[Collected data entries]
▽
//! Configuration schema definitions.
//!
//! `ReloadConfig` is what the TOML settings file and the command line
//! describe. Every field has a default so partial files are accepted;
//! required values are checked in `validation.rs`, which produces a
//! `RuntimeConfig` with everything resolved.

use std::path::PathBuf;
use std::time::Duration;

use serde::{Deserialize, Serialize};

use crate::command::CommandSpec;
use crate::controller::{DiscardPolicy, FileMode, OwnerSpec, StartupPolicy};
use crate::supervisor::process::ReloadAction;
use crate::supervisor::SignalName;
use crate::watcher::{WatchMode, WatchSettings};

/// Root configuration for reloadconf.
#[derive(Debug, Clone, Deserialize, Serialize)]
#[serde(default)]
pub struct ReloadConfig {
    /// Directory where candidate configurations are dropped.
    pub watch_dir: Option<PathBuf>,

    /// Path the daemon reads its configuration from.
    pub live_config: Option<PathBuf>,

    /// File name of the candidate inside `watch_dir`.
    /// Defaults to the file name of `live_config`.
    pub candidate_name: Option<String>,

    /// The daemon command line.
    pub command: Option<CommandSpec>,

    /// Command that checks a configuration file; `{}` is replaced by its path.
    pub test_command: Option<CommandSpec>,

    /// Command run instead of signalling the daemon on reload.
    pub reload_command: Option<CommandSpec>,

    /// Signal telling the daemon to re-read its configuration.
    pub reload_signal: SignalName,

    /// Signal asking the daemon to exit.
    pub stop_signal: SignalName,

    pub timeouts: TimeoutConfig,
    pub watch: WatchConfig,
    pub promotion: PromotionConfig,
    pub startup: StartupConfig,
}

impl Default for ReloadConfig {
    fn default() -> Self {
        Self {
            watch_dir: None,
            live_config: None,
            candidate_name: None,
            command: None,
            test_command: None,
            reload_command: None,
            reload_signal: SignalName::HANGUP,
            stop_signal: SignalName::TERMINATE,
            timeouts: TimeoutConfig::default(),
            watch: WatchConfig::default(),
            promotion: PromotionConfig::default(),
            startup: StartupConfig::default(),
        }
    }
}

impl ReloadConfig {
    /// Explicit candidate name, else the live config's file name.
    pub fn candidate_name(&self) -> Option<String> {
        self.candidate_name.clone().or_else(|| {
            self.live_config
                .as_ref()
                .and_then(|live| live.file_name())
                .map(|name| name.to_string_lossy().into_owned())
        })
    }
}

/// Timeout configuration, in seconds.
#[derive(Debug, Clone, Deserialize, Serialize)]
#[serde(default)]
pub struct TimeoutConfig {
    /// Wait after the stop signal before killing the daemon.
    pub stop_secs: u64,

    /// Wait after the kill before declaring the daemon unkillable.
    pub kill_secs: u64,

    /// Bound on one test command run. Unbounded when unset.
    pub validate_secs: Option<u64>,

    /// Bound on one reload command run.
    pub reload_command_secs: u64,
}

impl Default for TimeoutConfig {
    fn default() -> Self {
        Self {
            stop_secs: 10,
            kill_secs: 5,
            validate_secs: None,
            reload_command_secs: 30,
        }
    }
}

/// Change detection settings.
#[derive(Debug, Clone, Deserialize, Serialize)]
#[serde(default)]
pub struct WatchConfig {
    pub mode: WatchMode,

    /// How long the candidate must stay unchanged before it is processed.
    pub quiescence_ms: u64,

    /// Polling interval, used in polling mode and as the native fallback.
    pub poll_interval_ms: u64,
}

impl Default for WatchConfig {
    fn default() -> Self {
        Self {
            mode: WatchMode::Native,
            quiescence_ms: 1000,
            poll_interval_ms: 3000,
        }
    }
}

/// How promoted and rejected files are treated.
#[derive(Debug, Clone, Default, Deserialize, Serialize)]
#[serde(default)]
pub struct PromotionConfig {
    /// Mode given to the promoted file (and a created watch directory).
    pub chmod: Option<FileMode>,

    /// Owner given to the promoted file (and a created watch directory).
    pub chown: Option<OwnerSpec>,

    /// What happens to a candidate that fails validation.
    pub on_invalid: DiscardPolicy,
}

/// Startup gates and policy.
#[derive(Debug, Clone, Deserialize, Serialize)]
#[serde(default)]
pub struct StartupConfig {
    /// What to do when the live configuration is invalid at startup.
    pub on_invalid: StartupPolicy,

    /// Do not start until this path exists.
    pub wait_for_path: Option<PathBuf>,

    /// Do not start until this `host:port` accepts TCP connections.
    pub wait_for_sock: Option<String>,

    /// Bound on each startup gate.
    pub wait_timeout_secs: u64,
}

impl Default for StartupConfig {
    fn default() -> Self {
        Self {
            on_invalid: StartupPolicy::Start,
            wait_for_path: None,
            wait_for_sock: None,
            wait_timeout_secs: 10,
        }
    }
}

/// Fully resolved configuration, produced by validation.
#[derive(Debug, Clone)]
pub struct RuntimeConfig {
    pub watch: WatchSettings,
    pub live_config: PathBuf,
    pub command: CommandSpec,
    pub test_command: Option<CommandSpec>,
    pub reload: ReloadAction,
    pub stop_signal: SignalName,
    pub stop_timeout: Duration,
    pub kill_timeout: Duration,
    pub validate_timeout: Option<Duration>,
    pub reload_command_timeout: Duration,
    pub promotion: PromotionConfig,
    pub startup: StartupConfig,
}

impl RuntimeConfig {
    pub fn wait_timeout(&self) -> Duration {
        Duration::from_secs(self.startup.wait_timeout_secs)
    }
}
△
## Task requirements
Type out each entry above again, exactly.

## Answer area
//! Configuration schema definitions.
//!
//! `ReloadConfig` is what the TOML settings file and the command line
//! describe. Every field has a default so partial files are accepted;
//! required values are checked in `validation.rs`, which produces a
//! `RuntimeConfig` with everything resolved.

use std::path::PathBuf;
use std::time::Duration;

use serde::{Deserialize, Serialize};

use crate::command::CommandSpec;
use crate::controller::{DiscardPolicy, FileMode, OwnerSpec, StartupPolicy};
use crate::supervisor::process::ReloadAction;
use crate::supervisor::SignalName;
use crate::watcher::{WatchMode, WatchSettings};

/// Root configuration for reloadconf.
#[derive(Debug, Clone, Deserialize, Serialize)]
#[serde(default)]
pub struct ReloadConfig {
    /// Directory where candidate configurations are dropped.
    pub watch_dir: Option<PathBuf>,

    /// Path the daemon reads its configuration from.
    pub live_config: Option<PathBuf>,

    /// File name of the candidate inside `watch_dir`.
    /// Defaults to the file name of `live_config`.
    pub candidate_name: Option<String>,

    /// The daemon command line.
    pub command: Option<CommandSpec>,

    /// Command that checks a configuration file; `{}` is replaced by its path.
    pub test_command: Option<CommandSpec>,

    /// Command run instead of signalling the daemon on reload.
    pub reload_command: Option<CommandSpec>,

    /// Signal telling the daemon to re-read its configuration.
    pub reload_signal: SignalName,

    /// Signal asking the daemon to exit.
    pub stop_signal: SignalName,

    pub timeouts: TimeoutConfig,
    pub watch: WatchConfig,
    pub promotion: PromotionConfig,
    pub startup: StartupConfig,
}

impl Default for ReloadConfig {
    fn default() -> Self {
        Self {
            watch_dir: None,
            live_config: None,
            candidate_name: None,
            command: None,
            test_command: None,
            reload_command: None,
            reload_signal: SignalName::HANGUP,
            stop_signal: SignalName::TERMINATE,
            timeouts: TimeoutConfig::default(),
            watch: WatchConfig::default(),
            promotion: PromotionConfig::default(),
            startup: StartupConfig::default(),
        }
    }
}

impl ReloadConfig {
    /// Explicit candidate name, else the live config's file name.
    pub fn candidate_name(&self) -> Option<String> {
        self.candidate_name.clone().or_else(|| {
            self.live_config
                .as_ref()
                .and_then(|live| live.file_name())
                .map(|name| name.to_string_lossy().into_owned())
        })
    }
}

/// Timeout configuration, in seconds.
#[derive(Debug, Clone, Deserialize, Serialize)]
#[serde(default)]
pub struct TimeoutConfig {
    /// Wait after the stop signal before killing the daemon.
    pub stop_secs: u64,

    /// Wait after the kill before declaring the daemon unkillable.
    pub kill_secs: u64,

    /// Bound on one test command run. Unbounded when unset.
    pub validate_secs: Option<u64>,

    /// Bound on one reload command run.
    pub reload_command_secs: u64,
}

impl Default for TimeoutConfig {
    fn default() -> Self {
        Self {
            stop_secs: 10,
            kill_secs: 5,
            validate_secs: None,
            reload_command_secs: 30,
        }
    }
}

/// Change detection settings.
#[derive(Debug, Clone, Deserialize, Serialize)]
#[serde(default)]
pub struct WatchConfig {
    pub mode: WatchMode,

    /// How long the candidate must stay unchanged before it is processed.
    pub quiescence_ms: u64,

    /// Polling interval, used in polling mode and as the native fallback.
    pub poll_interval_ms: u64,
}

impl Default for WatchConfig {
    fn default() -> Self {
        Self {
            mode: WatchMode::Native,
            quiescence_ms: 1000,
            poll_interval_ms: 3000,
        }
    }
}

/// How promoted and rejected files are treated.
#[derive(Debug, Clone, Default, Deserialize, Serialize)]
#[serde(default)]
pub struct PromotionConfig {
    /// Mode given to the promoted file (and a created watch directory).
    pub chmod: Option<FileMode>,

    /// Owner given to the promoted file (and a created watch directory).
    pub chown: Option<OwnerSpec>,

    /// What happens to a candidate that fails validation.
    pub on_invalid: DiscardPolicy,
}

/// Startup gates and policy.
#[derive(Debug, Clone, Deserialize, Serialize)]
#[serde(default)]
pub struct StartupConfig {
    /// What to do when the live configuration is invalid at startup.
    pub on_invalid: StartupPolicy,

    /// Do not start until this path exists.
    pub wait_for_path: Option<PathBuf>,

    /// Do not start until this `host:port` accepts TCP connections.
    pub wait_for_sock: Option<String>,

    /// Bound on each startup gate.
    pub wait_timeout_secs: u64,
}

impl Default for StartupConfig {
    fn default() -> Self {
        Self {
            on_invalid: StartupPolicy::Start,
            wait_for_path: None,
            wait_for_sock: None,
            wait_timeout_secs: 10,
        }
    }
}

/// Fully resolved configuration, produced by validation.
#[derive(Debug, Clone)]
pub struct RuntimeConfig {
    pub watch: WatchSettings,
    pub live_config: PathBuf,
    pub command: CommandSpec,
    pub test_command: Option<CommandSpec>,
    pub reload: ReloadAction,
    pub stop_signal: SignalName,
    pub stop_timeout: Duration,
    pub kill_timeout: Duration,
    pub validate_timeout: Option<Duration>,
    pub reload_command_timeout: Duration,
    pub promotion: PromotionConfig,
    pub startup: StartupConfig,
}

impl RuntimeConfig {
    pub fn wait_timeout(&self) -> Duration {
        Duration::from_secs(self.startup.wait_timeout_secs)
    }
}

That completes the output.